Enterprises building AI agents often require more than what managed foundation model (FM) services can provide. They need precise control over performance tuning, cost optimization at scale, compliance and data residency, model selection, and networking configurations that integrate with existing security architectures. Amazon SageMaker AI endpoints align with these requirements by giving organizations control over compute resources, scaling behavior, and infrastructure placement, while benefiting from the managed operational layer of AWS. These models that are deployed by SageMaker AI, can power AI agents, handle conversational workloads, and integrate with orchestration frameworks like the FMs that are available on Amazon Bedrock. The difference is that the organization retains architectural control over how and where inference happens.

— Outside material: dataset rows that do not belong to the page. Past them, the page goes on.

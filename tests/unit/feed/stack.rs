use super::*;

#[test]
fn rows_stack_from_viewport_top() {
    let mut s = StackSurface::new(Rect::new(0.0, 10.0, 100.0, 110.0), 30.0);
    let a = s.push_row("a");
    let b = s.push_row("b");
    assert_eq!(s.viewport(), Rect::new(0.0, 10.0, 100.0, 110.0));
    assert_eq!(s.viewport_bottom(), 110.0);
    assert_eq!(s.row_top(a), Some(10.0));
    assert_eq!(s.row_top(b), Some(40.0));
    assert_eq!(s.row_outer_height(b), Some(30.0));
    assert_eq!(s.row_rect(b), Some(Rect::new(0.0, 40.0, 100.0, 70.0)));
    assert_eq!(s.markup(a), Some("a"));
}

#[test]
fn margin_transition_is_linear_and_reported_once() {
    let mut s = StackSurface::with_height(100.0, 20.0);
    let a = s.push_row("a");
    let b = s.push_row("b");
    s.animate_margin_top(a, -20.0, Duration::from_millis(1_000));
    assert!(s.is_animating(a));

    assert!(s.poll_transitions(Timestamp(500)).is_empty());
    assert_eq!(s.row_top(a), Some(-10.0));
    assert_eq!(s.row_top(b), Some(10.0));

    assert_eq!(s.poll_transitions(Timestamp(1_000)), vec![a]);
    assert!(s.poll_transitions(Timestamp(2_000)).is_empty());
    assert!(!s.is_animating(a));
    assert_eq!(s.row_top(b), Some(0.0));

    s.remove_row(a);
    assert_eq!(s.row_ids(), vec![b]);
    assert_eq!(s.row_top(b), Some(0.0));
}

#[test]
fn clock_never_goes_backwards() {
    let mut s = StackSurface::with_height(100.0, 20.0);
    assert_eq!(s.viewport(), Rect::new(0.0, 0.0, 320.0, 100.0));
    assert_eq!(s.now(), Timestamp::ZERO);
    s.set_clock(Timestamp(50));
    s.set_clock(Timestamp(10));
    assert_eq!(s.now(), Timestamp(50));
}

#[test]
fn unknown_rows_have_no_geometry() {
    let s = StackSurface::with_height(100.0, 20.0);
    assert_eq!(s.row_top(RowId(9)), None);
    assert_eq!(s.row_outer_height(RowId(9)), None);
}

In this post, we demonstrate how to build AI agents using Strands Agents SDK with models deployed on SageMaker AI endpoints. You will learn how to deploy foundation models from SageMaker JumpStart, integrate them with Strands Agents, and establish production-grade observability using SageMaker Serverless MLflow for agent tracing. We also cover how to implement A/B testing across multiple model variants and evaluate agent performance using MLflow metrics and show how you can build, deploy, and continuously improve AI agents on infrastructure you control.

Strands Agents SDK is an open source SDK that takes a model-driven approach to building and running AI agents in only a few lines of code. Strands scales from simple to complex agent use cases, and from local development to deployment in production.

Amazon SageMaker JumpStart is a machine learning (ML) hub that can help you accelerate your ML journey. With SageMaker JumpStart, you can evaluate, compare, and select FMs quickly based on predefined quality and responsibility metrics to perform tasks, like article summarization and image generation.

SageMaker AI MLflow is a managed capability that streamlines the machine learning lifecycle through experiment tracking, model versioning, and deployment management.

In this post we:

• Deploy models on SageMaker AI – Deploy foundation models from SageMaker JumpStart.
• Integrate Strands with SageMaker AI – Use deployed SageMaker AI models with Strands Agents.
• Set up Agent Observability – Configure SageMaker AI MLflow App for agent tracing.
• Implement A/B Testing with evaluation – Deploy multiple model variants and evaluate agent with MLflow metrics.

A Jupyter notebook with complete code to use with this post can be found in the GitHub repo.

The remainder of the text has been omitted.